Seoul Journal of Economics
[ Article ]
Seoul Journal of Economics - Vol. 24, No. 1, pp.51-71
ISSN: 1225-0279 (Print)
Print publication date 28 Feb 2011
Received 13 May 2010 Revised 17 Jul 2010 Accepted 31 Jul 2010

Optimal Trade and Privatization Policies in an International Mixed Market

Rong Yu ; Sang-Ho Lee
Manager, Department of Sales Management, Shanghai Medison Medical Instrument Co., Shanghai, China, Tel: +86-21-5079-7887, Fax: +86-21-5079-6082 yurong@medison.com
Corresponding Author, Professor, Department of Economics, Chonnam National University, Gwangju 500-757, Korea, Tel: +82-62-530-1553, Fax: +82-62-530-1559 sangho@chonnam.ac.kr

JEL Classification: L32, D43, F14

Abstract

This paper examines the optimal trade and privatization policies in an international mixed market where a domestic public firm competes against domestic and foreign private firms. We consider a trade policy combination of production subsidy and import tariff, and compare the optimal trade and privatization policies under either Cournot or Stackelberg competition. We find that the optimal trade policies consist of a domestic production subsidy and an import tariff, which are identical under the two regimes regardless of the competition pattern. However, the optimal privatization policy depends on the competition patterns, whether Cournot or Stackelberg competition. In particular, the optimal privatization policy under Cournot competition is complete privatization, whereas that under Stackelberg competition is full nationalization.
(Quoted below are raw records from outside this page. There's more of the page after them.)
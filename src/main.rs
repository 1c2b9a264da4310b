use std::path::PathBuf;

use anyhow::{Context, Result};
use clap::{ArgAction, Parser, Subcommand};
use tracing::info;

use tickets_tui::{
    app::{self, App, DeckSource},
    config::{Config, Overrides},
    convert,
    input::InputMapper,
    logging::{self, Verbosity},
    session::SessionStore,
    storage::FileStore,
    ui::{theme_of, ThemeKind},
    worker::{self, CacheStorage, CacheWorker},
};

// ---------------- CLI ----------------

#[derive(Debug, Clone, Parser)]
#[command(name = "tickets-tui", about = "Экзаменационные билеты в терминале", version)]
struct Cli {
    /// Источник данных: URL или каталог с tickets.json
    #[arg(long, global = true)]
    origin: Option<String>,

    /// Путь к tickets.toml
    #[arg(long, global = true)]
    config: Option<PathBuf>,

    /// Тема: dark | light
    #[arg(long, value_enum, global = true)]
    theme: Option<ThemeKind>,

    /// Не запускать офлайн-кэш
    #[arg(long = "no-cache", action = ArgAction::SetTrue, global = true)]
    no_cache: bool,

    /// Подробнее в журнале (-v, -vv)
    #[arg(short, long, action = ArgAction::Count, global = true)]
    verbose: u8,

    /// Только ошибки
    #[arg(short, long, action = ArgAction::SetTrue, global = true)]
    quiet: bool,

    #[command(subcommand)]
    command: Option<Cmd>,
}

#[derive(Debug, Clone, Subcommand)]
enum Cmd {
    /// Учить билеты (по умолчанию)
    Study,
    /// Преобразовать таблицу (xlsx/ods или CSV) в tickets.json
    Convert {
        input: PathBuf,
        #[arg(short, long, default_value = "tickets.json")]
        output: PathBuf,
        /// Разделитель столбцов; по умолчанию определяется по заголовку
        #[arg(long)]
        delimiter: Option<char>,
    },
    /// Сбросить сохранённый прогресс
    Reset,
    /// Управление офлайн-кэшем
    Cache {
        #[command(subcommand)]
        action: CacheCmd,
    },
}

#[derive(Debug, Clone, Copy, Subcommand)]
enum CacheCmd {
    /// Показать хранилища кэша
    Status,
    /// Удалить все хранилища кэша
    Clear,
    /// Заново загрузить ресурсы в текущее хранилище
    Refresh,
}

fn main() -> Result<()> {
    let cli = Cli::parse();
    let verbosity = Verbosity::from_flags(cli.quiet, cli.verbose);
    let overrides = Overrides {
        origin: cli.origin.clone(),
        theme: cli.theme,
        no_cache: cli.no_cache,
    };

    match cli.command.clone().unwrap_or(Cmd::Study) {
        Cmd::Study => {
            let config = Config::load(cli.config.as_deref(), &overrides)
                .context("failed to load configuration")?;
            let log_path = config.log_path();
            logging::init_file_logging(verbosity, &log_path)
                .with_context(|| format!("failed to open log file {}", log_path.display()))?;
            study(&config)
        }
        Cmd::Convert {
            input,
            output,
            delimiter,
        } => {
            logging::init_logging(verbosity);
            let report = convert::convert_file(&input, &output, delimiter)
                .with_context(|| format!("failed to convert {}", input.display()))?;
            println!(
                "{}: {} билетов, столбцы: {}",
                report.output.display(),
                report.tickets,
                report.columns.join(", ")
            );
            Ok(())
        }
        Cmd::Reset => {
            logging::init_logging(verbosity);
            let config = Config::load(cli.config.as_deref(), &overrides)
                .context("failed to load configuration")?;
            let store = FileStore::open(&config.storage_path).with_context(|| {
                format!("failed to open storage {}", config.storage_path.display())
            })?;
            SessionStore::new(store)
                .clear()
                .context("failed to clear progress")?;
            println!("Прогресс сброшен");
            Ok(())
        }
        Cmd::Cache { action } => {
            logging::init_logging(verbosity);
            let config = Config::load(cli.config.as_deref(), &overrides)
                .context("failed to load configuration")?;
            cache(&config, action)
        }
    }
}

// ---------------- commands ----------------

fn study(config: &Config) -> Result<()> {
    let fetcher = if config.offline_cache {
        worker::register(&config.worker_config(), &config.origin)
    } else {
        config.origin.connect()
    }
    .with_context(|| format!("failed to connect to {}", config.origin))?;
    info!(origin = %config.origin, cache = config.offline_cache, "starting");

    let storage_path = config.storage_path.clone();
    let source = DeckSource::new(fetcher, config.data_file.clone(), move || {
        FileStore::open(&storage_path)
    });
    let input = InputMapper::new(config.keymap.clone(), config.swipe_threshold);
    let mut app = App::new(source, input, theme_of(config.theme));
    app::run(&mut app)
}

fn cache(config: &Config, action: CacheCmd) -> Result<()> {
    let caches = CacheStorage::new(&config.cache_dir);
    let names = caches
        .keys()
        .with_context(|| format!("failed to list caches in {}", config.cache_dir.display()))?;
    match action {
        CacheCmd::Status => {
            if names.is_empty() {
                println!("Кэш пуст ({})", config.cache_dir.display());
            }
            for name in names {
                let marker = if name == config.cache_name { "*" } else { " " };
                let entries = match caches.get(&name)? {
                    Some(cache) => cache.entries()?.len(),
                    None => 0,
                };
                println!("{marker} {name}  записей: {entries}");
            }
        }
        CacheCmd::Clear => {
            for name in names {
                caches
                    .delete(&name)
                    .with_context(|| format!("failed to delete cache {name}"))?;
                println!("удалён {name}");
            }
        }
        CacheCmd::Refresh => {
            let network = config
                .origin
                .connect()
                .with_context(|| format!("failed to connect to {}", config.origin))?;
            let worker = CacheWorker::new(
                config.cache_name.clone(),
                config.manifest.clone(),
                caches,
                network,
            );
            worker
                .install()
                .with_context(|| format!("failed to refresh cache {}", config.cache_name))?;
            for name in worker.activate()? {
                println!("удалён {name}");
            }
            println!("обновлён {}", config.cache_name);
        }
    }
    Ok(())
}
Finally, we show that if the government can only use a single trade policy instrument, the production subsidy gives a better social welfare benefit than the import tariff.

Keywords:

Privatization policy, Trade policy, Production subsidy, Import tariff, Mixed Cournot oligopoly, Mixed Stackelberg oligopoly

Acknowledgments

We are grateful to Taegi Kim, Kyung-Seok Park, and two anonymous referees for their helpful and constructive comments.